TASK REQUIREMENTS: Character for character, give back every line below.

┌──

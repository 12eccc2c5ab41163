use crate::client::ClientEvent;
use std::time::Duration;
use tokio::sync::mpsc::UnboundedSender;

/// Configuration for WebSocketClient
///
/// This struct holds everything needed to spawn a client task.
/// It is built using the type-state builder pattern.
pub struct ClientConfig {
    /// WebSocket URL (wss:// or ws://)
    pub(crate) url: String,

    /// Where lifecycle events and inbound frames are delivered
    pub(crate) events: UnboundedSender<ClientEvent>,

    /// Maximum time allowed for the TCP + TLS + upgrade handshake
    pub(crate) connect_timeout: Duration,

    /// Label used as the log prefix
    pub(crate) label: String,
}

impl ClientConfig {
    /// Get a reference to the URL
    pub fn url(&self) -> &str {
        &self.url
    }

    /// Handshake timeout
    pub fn connect_timeout(&self) -> Duration {
        self.connect_timeout
    }

    /// Log label
    pub fn label(&self) -> &str {
        &self.label
    }
}
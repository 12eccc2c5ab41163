//! Common test utilities for TickerStream integration tests

use futures::{SinkExt, StreamExt};
use parking_lot::Mutex;
use serde_json::Value;
use std::net::SocketAddr;
use std::sync::Arc;
use std::time::Duration;
use tokio::net::{TcpListener, TcpStream};
use tokio::sync::Notify;
use tokio_tungstenite::accept_async;
use tokio_tungstenite::tungstenite::Message;

/// Macro for verbose test output (controlled by TEST_VERBOSE env var)
#[macro_export]
macro_rules! verbose_println {
    ($($arg:tt)*) => {
        if std::env::var("TEST_VERBOSE").is_ok() {
            println!($($arg)*);
        }
    };
}

/// In-process server speaking the Binance mini-ticker protocol
///
/// On every `SUBSCRIBE` it acknowledges the request, sends a `ping` and then
/// one mini-ticker per subscribed symbol for each timestamp in `timestamps`.
/// All text frames received and connection closes are recorded.
pub struct MockBinanceServer {
    pub addr: SocketAddr,
    received: Arc<Mutex<Vec<String>>>,
    shutdown: Arc<Notify>,
}

impl MockBinanceServer {
    pub async fn start(timestamps: Vec<i64>) -> Self {
        let listener = TcpListener::bind("127.0.0.1:0").await.unwrap();
        let addr = listener.local_addr().unwrap();
        let received = Arc::new(Mutex::new(Vec::new()));
        let shutdown = Arc::new(Notify::new());

        let received_clone = received.clone();
        let shutdown_clone = shutdown.clone();
        tokio::spawn(async move {
            loop {
                tokio::select! {
                    result = listener.accept() => {
                        let Ok((stream, _)) = result else { break };
                        let received = received_clone.clone();
                        let timestamps = timestamps.clone();
                        tokio::spawn(Self::handle_connection(stream, received, timestamps));
                    }
                    _ = shutdown_clone.notified() => break,
                }
            }
        });

        Self {
            addr,
            received,
            shutdown,
        }
    }

    async fn handle_connection(stream: TcpStream, received: Arc<Mutex<Vec<String>>>, timestamps: Vec<i64>) {
        let Ok(ws_stream) = accept_async(stream).await else {
            return;
        };
        let (mut write, mut read) = ws_stream.split();

        while let Some(Ok(msg)) = read.next().await {
            let text = match msg {
                Message::Text(text) => text,
                Message::Close(_) => break,
                _ => continue,
            };
            received.lock().push(text.clone());

            let Ok(request) = serde_json::from_str::<Value>(&text) else {
                continue;
            };
            if request["method"] != "SUBSCRIBE" {
                continue;
            }

            let reply = format!(r#"{{"result":null,"id":{}}}"#, request["id"]);
            if write.send(Message::Text(reply)).await.is_err() {
                break;
            }
            if write.send(Message::Text("ping".to_string())).await.is_err() {
                break;
            }

            let symbols: Vec<String> = request["params"]
                .as_array()
                .map(|params| {
                    params
                        .iter()
                        .filter_map(Value::as_str)
                        .filter_map(|p| p.split('@').next())
                        .map(str::to_uppercase)
                        .collect()
                })
                .unwrap_or_default();

            for ts in &timestamps {
                for symbol in &symbols {
                    let tick = format!(
                        r#"{{"e":"24hrMiniTicker","E":{},"s":"{}","c":"100.5","o":"1","h":"1","l":"1","v":"1","q":"1"}}"#,
                        ts, symbol
                    );
                    if write.send(Message::Text(tick)).await.is_err() {
                        return;
                    }
                }
            }
        }

        received.lock().push("<closed>".to_string());
    }

    pub fn ws_url(&self) -> String {
        format!("ws://{}", self.addr)
    }

    pub fn received(&self) -> Vec<String> {
        self.received.lock().clone()
    }

    /// Wait until a received frame satisfies `predicate`
    pub async fn wait_for(&self, predicate: impl Fn(&str) -> bool) -> bool {
        for _ in 0..200 {
            if self.received.lock().iter().any(|frame| predicate(frame)) {
                return true;
            }
            tokio::time::sleep(Duration::from_millis(25)).await;
        }
        false
    }
}

impl Drop for MockBinanceServer {
    fn drop(&mut self) {
        self.shutdown.notify_waiters();
    }
}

└──

RESPONSE TO THIS EXERCISE:
repository 12eccc2c5ab41163
use crate::client::ClientEvent;
use std::time::Duration;
use tokio::sync::mpsc::UnboundedSender;

/// Configuration for WebSocketClient
///
/// This struct holds everything needed to spawn a client task.
/// It is built using the type-state builder pattern.
pub struct ClientConfig {
    /// WebSocket URL (wss:// or ws://)
    pub(crate) url: String,

    /// Where lifecycle events and inbound frames are delivered
    pub(crate) events: UnboundedSender<ClientEvent>,

    /// Maximum time allowed for the TCP + TLS + upgrade handshake
    pub(crate) connect_timeout: Duration,

    /// Label used as the log prefix
    pub(crate) label: String,
}

impl ClientConfig {
    /// Get a reference to the URL
    pub fn url(&self) -> &str {
        &self.url
    }

    /// Handshake timeout
    pub fn connect_timeout(&self) -> Duration {
        self.connect_timeout
    }

    /// Log label
    pub fn label(&self) -> &str {
        &self.label
    }
}
repository 12eccc2c5ab41163
//! Common test utilities for TickerStream integration tests

use futures::{SinkExt, StreamExt};
use parking_lot::Mutex;
use serde_json::Value;
use std::net::SocketAddr;
use std::sync::Arc;
use std::time::Duration;
use tokio::net::{TcpListener, TcpStream};
use tokio::sync::Notify;
use tokio_tungstenite::accept_async;
use tokio_tungstenite::tungstenite::Message;

/// Macro for verbose test output (controlled by TEST_VERBOSE env var)
#[macro_export]
macro_rules! verbose_println {
    ($($arg:tt)*) => {
        if std::env::var("TEST_VERBOSE").is_ok() {
            println!($($arg)*);
        }
    };
}

/// In-process server speaking the Binance mini-ticker protocol
///
/// On every `SUBSCRIBE` it acknowledges the request, sends a `ping` and then
/// one mini-ticker per subscribed symbol for each timestamp in `timestamps`.
/// All text frames received and connection closes are recorded.
pub struct MockBinanceServer {
    pub addr: SocketAddr,
    received: Arc<Mutex<Vec<String>>>,
    shutdown: Arc<Notify>,
}

impl MockBinanceServer {
    pub async fn start(timestamps: Vec<i64>) -> Self {
        let listener = TcpListener::bind("127.0.0.1:0").await.unwrap();
        let addr = listener.local_addr().unwrap();
        let received = Arc::new(Mutex::new(Vec::new()));
        let shutdown = Arc::new(Notify::new());

        let received_clone = received.clone();
        let shutdown_clone = shutdown.clone();
        tokio::spawn(async move {
            loop {
                tokio::select! {
                    result = listener.accept() => {
                        let Ok((stream, _)) = result else { break };
                        let received = received_clone.clone();
                        let timestamps = timestamps.clone();
                        tokio::spawn(Self::handle_connection(stream, received, timestamps));
                    }
                    _ = shutdown_clone.notified() => break,
                }
            }
        });

        Self {
            addr,
            received,
            shutdown,
        }
    }

    async fn handle_connection(stream: TcpStream, received: Arc<Mutex<Vec<String>>>, timestamps: Vec<i64>) {
        let Ok(ws_stream) = accept_async(stream).await else {
            return;
        };
        let (mut write, mut read) = ws_stream.split();

        while let Some(Ok(msg)) = read.next().await {
            let text = match msg {
                Message::Text(text) => text,
                Message::Close(_) => break,
                _ => continue,
            };
            received.lock().push(text.clone());

            let Ok(request) = serde_json::from_str::<Value>(&text) else {
                continue;
            };
            if request["method"] != "SUBSCRIBE" {
                continue;
            }

            let reply = format!(r#"{{"result":null,"id":{}}}"#, request["id"]);
            if write.send(Message::Text(reply)).await.is_err() {
                break;
            }
            if write.send(Message::Text("ping".to_string())).await.is_err() {
                break;
            }

            let symbols: Vec<String> = request["params"]
                .as_array()
                .map(|params| {
                    params
                        .iter()
                        .filter_map(Value::as_str)
                        .filter_map(|p| p.split('@').next())
                        .map(str::to_uppercase)
                        .collect()
                })
                .unwrap_or_default();

            for ts in &timestamps {
                for symbol in &symbols {
                    let tick = format!(
                        r#"{{"e":"24hrMiniTicker","E":{},"s":"{}","c":"100.5","o":"1","h":"1","l":"1","v":"1","q":"1"}}"#,
                        ts, symbol
                    );
                    if write.send(Message::Text(tick)).await.is_err() {
                        return;
                    }
                }
            }
        }

        received.lock().push("<closed>".to_string());
    }

    pub fn ws_url(&self) -> String {
        format!("ws://{}", self.addr)
    }

    pub fn received(&self) -> Vec<String> {
        self.received.lock().clone()
    }

    /// Wait until a received frame satisfies `predicate`
    pub async fn wait_for(&self, predicate: impl Fn(&str) -> bool) -> bool {
        for _ in 0..200 {
            if self.received.lock().iter().any(|frame| predicate(frame)) {
                return true;
            }
            tokio::time::sleep(Duration::from_millis(25)).await;
        }
        false
    }
}

impl Drop for MockBinanceServer {
    fn drop(&mut self) {
        self.shutdown.notify_waiters();
    }
}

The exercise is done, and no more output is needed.